- Your goal -
The required output is the exact run of lines below that opens at the line with "for o in &sorted" and closes at the line with "in week order.".

- Provided data -
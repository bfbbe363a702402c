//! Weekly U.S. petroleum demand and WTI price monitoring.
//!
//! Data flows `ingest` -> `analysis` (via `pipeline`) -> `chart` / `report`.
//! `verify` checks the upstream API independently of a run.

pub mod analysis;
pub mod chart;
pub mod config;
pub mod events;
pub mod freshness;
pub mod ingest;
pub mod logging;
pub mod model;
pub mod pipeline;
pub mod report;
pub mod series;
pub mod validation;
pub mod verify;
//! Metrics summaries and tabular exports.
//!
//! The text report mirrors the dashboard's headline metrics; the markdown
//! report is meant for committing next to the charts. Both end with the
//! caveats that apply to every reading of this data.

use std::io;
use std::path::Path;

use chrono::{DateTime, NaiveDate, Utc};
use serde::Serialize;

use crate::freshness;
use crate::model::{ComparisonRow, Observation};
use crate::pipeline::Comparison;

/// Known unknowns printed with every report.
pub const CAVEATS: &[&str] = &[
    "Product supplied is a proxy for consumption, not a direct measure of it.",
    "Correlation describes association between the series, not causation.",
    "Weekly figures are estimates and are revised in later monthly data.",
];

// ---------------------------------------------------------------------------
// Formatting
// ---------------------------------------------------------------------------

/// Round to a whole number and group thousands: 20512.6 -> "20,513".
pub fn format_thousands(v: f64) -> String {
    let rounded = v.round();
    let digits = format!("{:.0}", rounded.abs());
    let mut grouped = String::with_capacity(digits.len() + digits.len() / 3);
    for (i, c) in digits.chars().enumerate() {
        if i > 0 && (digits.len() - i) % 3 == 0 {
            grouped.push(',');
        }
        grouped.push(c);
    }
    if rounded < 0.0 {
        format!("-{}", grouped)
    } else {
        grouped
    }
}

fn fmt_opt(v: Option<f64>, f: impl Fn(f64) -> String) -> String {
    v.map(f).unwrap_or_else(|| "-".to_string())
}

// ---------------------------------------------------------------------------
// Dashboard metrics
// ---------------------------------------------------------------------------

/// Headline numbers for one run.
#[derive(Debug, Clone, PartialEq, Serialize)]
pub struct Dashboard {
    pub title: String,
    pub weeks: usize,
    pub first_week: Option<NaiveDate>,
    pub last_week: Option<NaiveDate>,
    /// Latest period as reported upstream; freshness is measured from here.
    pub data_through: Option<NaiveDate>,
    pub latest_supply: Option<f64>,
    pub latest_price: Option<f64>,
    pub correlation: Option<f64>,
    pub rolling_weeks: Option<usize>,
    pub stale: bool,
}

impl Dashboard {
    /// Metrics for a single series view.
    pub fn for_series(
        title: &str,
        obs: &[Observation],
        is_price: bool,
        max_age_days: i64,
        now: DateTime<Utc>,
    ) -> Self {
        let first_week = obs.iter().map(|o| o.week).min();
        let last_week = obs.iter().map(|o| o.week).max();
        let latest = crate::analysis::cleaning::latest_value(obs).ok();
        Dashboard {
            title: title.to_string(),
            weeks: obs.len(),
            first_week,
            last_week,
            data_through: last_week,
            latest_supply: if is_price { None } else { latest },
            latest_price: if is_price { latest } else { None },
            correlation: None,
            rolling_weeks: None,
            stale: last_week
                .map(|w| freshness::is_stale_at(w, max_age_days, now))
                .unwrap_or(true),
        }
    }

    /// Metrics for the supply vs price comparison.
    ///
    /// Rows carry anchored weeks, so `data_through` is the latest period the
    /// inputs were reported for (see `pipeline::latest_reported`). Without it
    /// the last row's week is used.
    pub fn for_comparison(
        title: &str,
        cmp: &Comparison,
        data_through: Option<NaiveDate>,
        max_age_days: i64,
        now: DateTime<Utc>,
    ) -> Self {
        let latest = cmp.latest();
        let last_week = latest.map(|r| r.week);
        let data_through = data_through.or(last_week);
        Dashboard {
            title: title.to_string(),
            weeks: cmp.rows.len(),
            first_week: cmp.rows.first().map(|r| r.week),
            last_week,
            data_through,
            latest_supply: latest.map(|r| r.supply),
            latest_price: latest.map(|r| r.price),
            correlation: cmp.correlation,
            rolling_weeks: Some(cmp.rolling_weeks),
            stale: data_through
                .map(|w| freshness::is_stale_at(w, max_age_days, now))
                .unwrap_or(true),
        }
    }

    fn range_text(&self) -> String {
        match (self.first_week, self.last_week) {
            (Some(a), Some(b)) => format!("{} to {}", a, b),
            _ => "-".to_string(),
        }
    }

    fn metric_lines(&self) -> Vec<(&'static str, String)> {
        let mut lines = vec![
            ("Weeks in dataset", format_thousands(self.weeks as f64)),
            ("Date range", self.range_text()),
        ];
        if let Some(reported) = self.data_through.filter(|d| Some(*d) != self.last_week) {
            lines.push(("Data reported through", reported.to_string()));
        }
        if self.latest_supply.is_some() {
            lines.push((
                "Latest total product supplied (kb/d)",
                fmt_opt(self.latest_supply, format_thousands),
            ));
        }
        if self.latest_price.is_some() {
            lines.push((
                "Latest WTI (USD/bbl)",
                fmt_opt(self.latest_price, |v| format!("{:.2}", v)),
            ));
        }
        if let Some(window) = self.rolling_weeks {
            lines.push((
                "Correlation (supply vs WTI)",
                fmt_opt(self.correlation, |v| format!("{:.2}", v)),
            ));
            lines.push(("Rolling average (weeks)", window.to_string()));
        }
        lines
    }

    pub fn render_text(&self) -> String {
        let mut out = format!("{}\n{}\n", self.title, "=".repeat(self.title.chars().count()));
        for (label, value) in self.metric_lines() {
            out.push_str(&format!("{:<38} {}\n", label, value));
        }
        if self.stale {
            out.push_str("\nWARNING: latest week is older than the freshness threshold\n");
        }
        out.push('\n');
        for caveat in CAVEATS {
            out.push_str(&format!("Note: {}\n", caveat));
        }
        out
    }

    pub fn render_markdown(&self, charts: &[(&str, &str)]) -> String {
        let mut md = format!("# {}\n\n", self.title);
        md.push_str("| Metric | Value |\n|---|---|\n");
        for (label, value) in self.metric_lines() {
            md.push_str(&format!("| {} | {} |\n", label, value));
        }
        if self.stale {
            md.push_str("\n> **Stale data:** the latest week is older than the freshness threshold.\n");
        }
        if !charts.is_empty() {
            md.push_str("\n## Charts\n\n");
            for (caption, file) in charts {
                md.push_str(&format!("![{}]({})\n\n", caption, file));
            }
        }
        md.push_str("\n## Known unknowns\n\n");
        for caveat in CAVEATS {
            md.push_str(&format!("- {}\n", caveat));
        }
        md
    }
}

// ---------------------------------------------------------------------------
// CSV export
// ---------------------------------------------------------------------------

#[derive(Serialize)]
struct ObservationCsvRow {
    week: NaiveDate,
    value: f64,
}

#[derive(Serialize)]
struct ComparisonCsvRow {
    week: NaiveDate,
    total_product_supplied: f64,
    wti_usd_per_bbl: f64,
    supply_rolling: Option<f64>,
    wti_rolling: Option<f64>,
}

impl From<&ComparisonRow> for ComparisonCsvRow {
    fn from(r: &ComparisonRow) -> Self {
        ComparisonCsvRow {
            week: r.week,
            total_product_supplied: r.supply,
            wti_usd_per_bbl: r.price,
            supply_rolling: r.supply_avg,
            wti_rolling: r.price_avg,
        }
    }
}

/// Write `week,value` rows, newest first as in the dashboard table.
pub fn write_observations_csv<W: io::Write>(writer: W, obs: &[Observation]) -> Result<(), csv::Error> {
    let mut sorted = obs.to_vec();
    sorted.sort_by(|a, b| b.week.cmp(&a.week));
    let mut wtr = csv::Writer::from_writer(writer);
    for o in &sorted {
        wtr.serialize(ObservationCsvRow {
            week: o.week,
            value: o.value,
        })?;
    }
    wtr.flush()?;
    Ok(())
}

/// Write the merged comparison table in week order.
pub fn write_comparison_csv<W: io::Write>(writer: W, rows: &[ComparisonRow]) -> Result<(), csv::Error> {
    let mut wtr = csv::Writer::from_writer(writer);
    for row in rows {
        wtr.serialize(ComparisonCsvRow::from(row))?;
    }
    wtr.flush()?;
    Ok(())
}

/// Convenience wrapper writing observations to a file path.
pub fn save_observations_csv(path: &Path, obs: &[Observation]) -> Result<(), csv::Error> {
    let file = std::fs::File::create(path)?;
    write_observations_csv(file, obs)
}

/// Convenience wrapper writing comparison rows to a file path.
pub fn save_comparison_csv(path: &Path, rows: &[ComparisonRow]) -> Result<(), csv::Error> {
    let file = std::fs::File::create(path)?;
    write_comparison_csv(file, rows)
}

- Reply to the task -
    for o in &sorted {
        wtr.serialize(ObservationCsvRow {
            week: o.week,
            value: o.value,
        })?;
    }
    wtr.flush()?;
    Ok(())
}

/// Write the merged comparison table in week order.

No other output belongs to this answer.